Psittacastis eumolybda

Scientific classification
- Domain: Eukaryota
- Kingdom: Animalia
- Phylum: Arthropoda
- Class: Insecta
- Order: Lepidoptera
- Family: Depressariidae
- Genus: Psittacastis
- Species: P. eumolybda
- Binomial name: Psittacastis eumolybda Meyrick, 1926

= Psittacastis eumolybda =

- Authority: Meyrick, 1926

Species of moth

Psittacastis eumolybda is a moth in the family Depressariidae. It was described by Edward Meyrick in 1926. It is found in Peru.

The wingspan is about 13 mm. The forewings are brown with the basal half, except a blotch on the base of the dorsum, dark fuscous, extending on the costa to near the middle and on the dorsum to two-thirds, and confluent with a blotch in the disc beyond the middle.
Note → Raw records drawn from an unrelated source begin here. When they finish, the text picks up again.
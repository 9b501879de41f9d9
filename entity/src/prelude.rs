pub use super::level_cap_change::Entity as LevelCapChange;
pub use super::level_caps::Entity as LevelCaps;
pub use super::shop_purchase::Entity as ShopPurchase;
pub use super::user::Entity as User;
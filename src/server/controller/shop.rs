use axum::{extract::State, http::StatusCode, response::IntoResponse, Json};

use crate::{
    model::{
        api::{ErrorDto, MessageDto},
        shop::{BalanceDto, ClaimPurchaseDto, PendingPurchasesDto},
    },
    server::{
        controller::{
            extract::{JsonBody, QueryParams},
            param::UuidParam,
        },
        error::AppError,
        service::{player::PlayerService, shop::ShopService},
        state::AppState,
        util::parse::non_empty,
    },
};

/// Tag for grouping shop endpoints in OpenAPI documentation
pub static SHOP_TAG: &str = "shop";

/// Get the CobbleDollars balance of a player.
///
/// # Returns
/// - `200 OK` - Balance and display name
/// - `400 Bad Request` - Missing UUID
/// - `404 Not Found` - No user with that UUID
#[utoipa::path(
    get,
    path = "/api/shop/balance",
    tag = SHOP_TAG,
    params(UuidParam),
    responses(
        (status = 200, description = "Player balance", body = BalanceDto),
        (status = 400, description = "UUID is required", body = ErrorDto),
        (status = 404, description = "User not found", body = ErrorDto),
        (status = 500, description = "Internal server error", body = ErrorDto)
    ),
)]
pub async fn balance(
    State(state): State<AppState>,
    QueryParams(params): QueryParams<UuidParam>,
) -> Result<impl IntoResponse, AppError> {
    let uuid = params.require()?;

    let balance = PlayerService::new(&state.db).balance(&uuid).await?;

    Ok((StatusCode::OK, Json(balance.into_dto())))
}

/// List unclaimed purchases waiting for in-game delivery.
#[utoipa::path(
    get,
    path = "/api/shop/purchases",
    tag = SHOP_TAG,
    params(UuidParam),
    responses(
        (status = 200, description = "Unclaimed purchases, oldest first", body = PendingPurchasesDto),
        (status = 400, description = "UUID is required", body = ErrorDto),
        (status = 500, description = "Internal server error", body = ErrorDto)
    ),
)]
pub async fn purchases(
    State(state): State<AppState>,
    QueryParams(params): QueryParams<UuidParam>,
) -> Result<impl IntoResponse, AppError> {
    let uuid = params.require()?;

    let purchases = ShopService::new(&state.db).pending_purchases(&uuid).await?;

    Ok((
        StatusCode::OK,
        Json(PendingPurchasesDto {
            uuid,
            purchases: purchases.into_iter().map(|p| p.into_dto()).collect(),
        }),
    ))
}

/// Mark a purchase as delivered.
///
/// # Returns
/// - `200 OK` - Purchase claimed
/// - `400 Bad Request` - Missing UUID or purchase ID
/// - `404 Not Found` - Purchase unknown, owned by another player or already claimed
#[utoipa::path(
    post,
    path = "/api/shop/claim",
    tag = SHOP_TAG,
    request_body = ClaimPurchaseDto,
    responses(
        (status = 200, description = "Purchase claimed", body = MessageDto),
        (status = 400, description = "UUID and purchaseId are required", body = ErrorDto),
        (status = 404, description = "Purchase not found or already claimed", body = ErrorDto),
        (status = 500, description = "Internal server error", body = ErrorDto)
    ),
)]
pub async fn claim(
    State(state): State<AppState>,
    JsonBody(payload): JsonBody<ClaimPurchaseDto>,
) -> Result<impl IntoResponse, AppError> {
    let (Some(uuid), Some(purchase_id)) = (non_empty(payload.uuid), payload.purchase_id) else {
        return Err(AppError::BadRequest(
            "UUID and purchaseId are required".to_string(),
        ));
    };

    ShopService::new(&state.db).claim(&uuid, purchase_id).await?;

    Ok((
        StatusCode::OK,
        Json(MessageDto {
            success: true,
            message: "Purchase marked as claimed".to_string(),
        }),
    ))
}
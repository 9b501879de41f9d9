use super::*;

/// Tests replacing the global configuration.
///
/// Expected: configuration stored and one history entry recording before and after
#[tokio::test]
async fn updates_config_and_records_change() -> Result<(), AppError> {
    let test = TestBuilder::new()
        .with_level_caps_tables()
        .build()
        .await
        .unwrap();
    let db = test.db.as_ref().unwrap();

    let repo = LevelCapsRepository::new(db);
    let before = repo.get_or_create_default().await?;

    let mut config = GlobalLevelCapConfig::default();
    config.enforcement_mode = EnforcementMode::Soft;
    config.default_capture_cap_formula = "60".to_string();

    let updated = repo
        .update_global_config(UpdateGlobalConfigParam {
            admin: "AdminUser".to_string(),
            config: config.clone(),
        })
        .await?;

    assert_eq!(updated.global_config, config);
    assert!(updated.updated_at >= before.updated_at);
    assert_eq!(repo.get().await?.unwrap().global_config, config);

    let history = repo.get_history(50).await?;
    assert_eq!(history.len(), 1);
    assert_eq!(history[0].admin, "AdminUser");
    assert_eq!(history[0].action, "update_global_config");
    assert_eq!(history[0].reason, "Manual config update");
    assert_eq!(history[0].before["enforcementMode"], "hard");
    assert_eq!(history[0].after["enforcementMode"], "soft");

    Ok(())
}

/// Tests updating before the singleton exists.
///
/// Expected: singleton created from defaults, then updated
#[tokio::test]
async fn creates_singleton_before_update() -> Result<(), AppError> {
    let test = TestBuilder::new()
        .with_level_caps_tables()
        .build()
        .await
        .unwrap();
    let db = test.db.as_ref().unwrap();

    let mut config = GlobalLevelCapConfig::default();
    config.capture_cap_enabled = false;

    let repo = LevelCapsRepository::new(db);
    let updated = repo
        .update_global_config(UpdateGlobalConfigParam {
            admin: "AdminUser".to_string(),
            config,
        })
        .await?;

    assert!(!updated.global_config.capture_cap_enabled);
    assert_eq!(repo.get_history(50).await?[0].before["captureCapEnabled"], true);

    Ok(())
}

/// Tests that each history entry chains onto the previous one.
///
/// Expected: the second entry's `before` is the first entry's `after`
#[tokio::test]
async fn history_snapshots_chain() -> Result<(), AppError> {
    let test = TestBuilder::new()
        .with_level_caps_tables()
        .build()
        .await
        .unwrap();
    let db = test.db.as_ref().unwrap();

    let repo = LevelCapsRepository::new(db);

    let mut first = GlobalLevelCapConfig::default();
    first.default_capture_cap_formula = "20".to_string();
    let mut second = GlobalLevelCapConfig::default();
    second.default_capture_cap_formula = "30".to_string();

    for config in [first, second] {
        repo.update_global_config(UpdateGlobalConfigParam {
            admin: "AdminUser".to_string(),
            config,
        })
        .await?;
    }

    let history = repo.get_history(50).await?;
    assert_eq!(history.len(), 2);
    assert_eq!(history[0].before, history[1].after);
    assert_eq!(history[0].after["defaultCaptureCapFormula"], "30");

    Ok(())
}
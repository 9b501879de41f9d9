//! Handler tests.
//!
//! Handlers are called directly with extracted arguments and the response is
//! inspected as it would reach the client: status code plus JSON body.

mod user;

use axum::{body::to_bytes, response::Response};
use sea_orm::DatabaseConnection;

use crate::server::{config::Config, startup::setup_oauth_client, state::AppState};

const TEST_RESET_TOKEN: &str = "reset-me";

fn test_config() -> Config {
    Config {
        database_url: "sqlite::memory:".to_string(),
        app_url: "http://localhost:8080".to_string(),
        bind_addr: "127.0.0.1:0".to_string(),
        discord_client_id: "client_id".to_string(),
        discord_client_secret: "client_secret".to_string(),
        discord_redirect_url: "http://localhost:8080/api/auth/callback".to_string(),
        discord_auth_url: "https://discord.com/oauth2/authorize".to_string(),
        discord_token_url: "https://discord.com/api/oauth2/token".to_string(),
        admin_discord_ids: vec![],
        reset_confirm_token: Some(TEST_RESET_TOKEN.to_string()),
        seed_enabled: true,
    }
}

/// Builds application state around a test database.
fn test_state(db: &DatabaseConnection) -> AppState {
    state_with_config(db, &test_config())
}

fn state_with_config(db: &DatabaseConnection, config: &Config) -> AppState {
    let oauth_client = setup_oauth_client(config).unwrap();

    AppState::new(db.clone(), reqwest::Client::new(), oauth_client, config)
}

/// Reads a response body as JSON.
async fn json_body(response: Response) -> serde_json::Value {
    let bytes = to_bytes(response.into_body(), usize::MAX).await.unwrap();

    serde_json::from_slice(&bytes).unwrap()
}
There are leaden-metallic markings as fellows: a narrow oblique fascia at one-fourth, an oblique fasciate streak white on the costal edge from the costa at two-fifths reaching half across the wing, a blotch narrowed downwards resting on the dorsum beyond the middle, and with an oblique branch from the anterior angle not quite reaching the dorsum, a slender oblique streak from between two white strigulae beyond the middle of the costa, an oval spot in the disc beyond the apex of this, and an oval blotch along the lower half of termen. There is a narrow fuscous streak from the posterior discal spot to the apex, and a dark fuscous one along the posterior part of the costa. The hindwings are dark fuscous, somewhat lighter anteriorly.